The problem
If a line of the records contains the word "RuleOutcome", list it.

Exercise input
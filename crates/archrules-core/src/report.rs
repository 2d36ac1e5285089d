//! Evaluation reports.

use serde::Serialize;

use crate::rule::{EvaluationResult, Priority};

/// Outcome of one registered rule.
#[derive(Debug, Clone, Serialize)]
pub struct RuleOutcome {
    /// Set that registered the rule.
    pub rule_set: &'static str,
    /// Rule name.
    pub name: String,
    /// Evaluation result.
    #[serde(flatten)]
    pub result: EvaluationResult,
}

impl RuleOutcome {
    /// Returns `true` if the rule reported violations.
    #[must_use]
    pub fn has_violation(&self) -> bool {
        self.result.has_violation()
    }
}

/// Result of evaluating all selected rules.
#[derive(Debug, Clone, Default, Serialize)]
pub struct Report {
    /// One outcome per evaluated rule, sorted by rule name.
    pub outcomes: Vec<RuleOutcome>,
    /// Number of declared classes in the graph.
    pub classes_checked: usize,
}

impl Report {
    /// Creates a new empty report.
    #[must_use]
    pub fn new() -> Self {
        Self::default()
    }

    /// Checks if any rule at or above `priority` reported violations.
    #[must_use]
    pub fn has_violations_at(&self, priority: Priority) -> bool {
        self.failing(priority).next().is_some()
    }

    /// Violated rules at or above `priority`.
    pub fn failing(&self, priority: Priority) -> impl Iterator<Item = &RuleOutcome> {
        self.outcomes
            .iter()
            .filter(move |o| o.has_violation() && o.result.priority >= priority)
    }

    /// Total number of violations.
    #[must_use]
    pub fn violation_count(&self) -> usize {
        self.outcomes.iter().map(|o| o.result.violations.len()).sum()
    }

    /// Counts violations by priority as `(high, medium, low)`.
    #[must_use]
    pub fn count_by_priority(&self) -> (usize, usize, usize) {
        let count = |p: Priority| {
            self.outcomes
                .iter()
                .filter(|o| o.result.priority == p)
                .map(|o| o.result.violations.len())
                .sum::<usize>()
        };
        (
            count(Priority::High),
            count(Priority::Medium),
            count(Priority::Low),
        )
    }

    /// Formats the violated rules at or above `fail_on` as a failure report.
    #[must_use]
    pub fn format_failure_report(&self, fail_on: Priority) -> String {
        use std::fmt::Write;

        let failing: Vec<&RuleOutcome> = self.failing(fail_on).collect();
        let mut report = String::new();
        let _ = writeln!(
            report,
            "\n=== archrules: {} rule(s) violated ===\n",
            failing.len()
        );
        for outcome in &failing {
            let _ = writeln!(report, "{} ({})", outcome.name, outcome.rule_set);
            let _ = writeln!(report, "{}", outcome.result.failure_report());
        }

        let (high, medium, low) = self.count_by_priority();
        let _ = writeln!(
            report,
            "Total: {high} high, {medium} medium, {low} low violation(s) in {} class(es)",
            self.classes_checked
        );
        report
    }
}

#[cfg(test)]
mod tests {
    use super::*;
    use crate::condition::ViolationEvent;
    use crate::model::{EntityKind, Subject};

    fn outcome(name: &str, priority: Priority, messages: &[&str]) -> RuleOutcome {
        RuleOutcome {
            rule_set: "test",
            name: name.to_string(),
            result: EvaluationResult {
                description: format!("{name} rule"),
                priority,
                violations: messages
                    .iter()
                    .map(|m| ViolationEvent::violated(Subject::new(EntityKind::Class, "p.A"), *m))
                    .collect(),
            },
        }
    }

    fn report() -> Report {
        Report {
            outcomes: vec![
                outcome("clean", Priority::High, &[]),
                outcome("noisy", Priority::Low, &["Class <p.A> is noisy"]),
                outcome("risky", Priority::Medium, &["Class <p.A> is risky"]),
            ],
            classes_checked: 3,
        }
    }

    #[test]
    fn thresholds_follow_priority_order() {
        let r = report();
        assert!(r.has_violations_at(Priority::Low));
        assert!(r.has_violations_at(Priority::Medium));
        assert!(!r.has_violations_at(Priority::High));
        assert_eq!(r.count_by_priority(), (0, 1, 1));
        assert_eq!(r.violation_count(), 2);
    }

    #[test]
    fn failure_report_filters_by_threshold() {
        let text = report().format_failure_report(Priority::Medium);
        assert!(text.contains("1 rule(s) violated"));
        assert!(text.contains("risky (test)"));
        assert!(text.contains("Class <p.A> is risky"));
        assert!(!text.contains("noisy (test)"));
        assert!(text.contains("Total: 0 high, 1 medium, 1 low violation(s) in 3 class(es)"));
    }

    #[test]
    fn serializes_flattened_outcomes() {
        let json = serde_json::to_value(report()).unwrap();
        let risky = &json["outcomes"][2];
        assert_eq!(risky["name"], "risky");
        assert_eq!(risky["priority"], "medium");
        assert_eq!(risky["violations"][0]["messages"][0], "Class <p.A> is risky");
    }
}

Answer to this problem
pub struct RuleOutcome {
impl RuleOutcome {
    pub outcomes: Vec<RuleOutcome>,
    pub fn failing(&self, priority: Priority) -> impl Iterator<Item = &RuleOutcome> {
        let failing: Vec<&RuleOutcome> = self.failing(fail_on).collect();
    fn outcome(name: &str, priority: Priority, messages: &[&str]) -> RuleOutcome {
        RuleOutcome {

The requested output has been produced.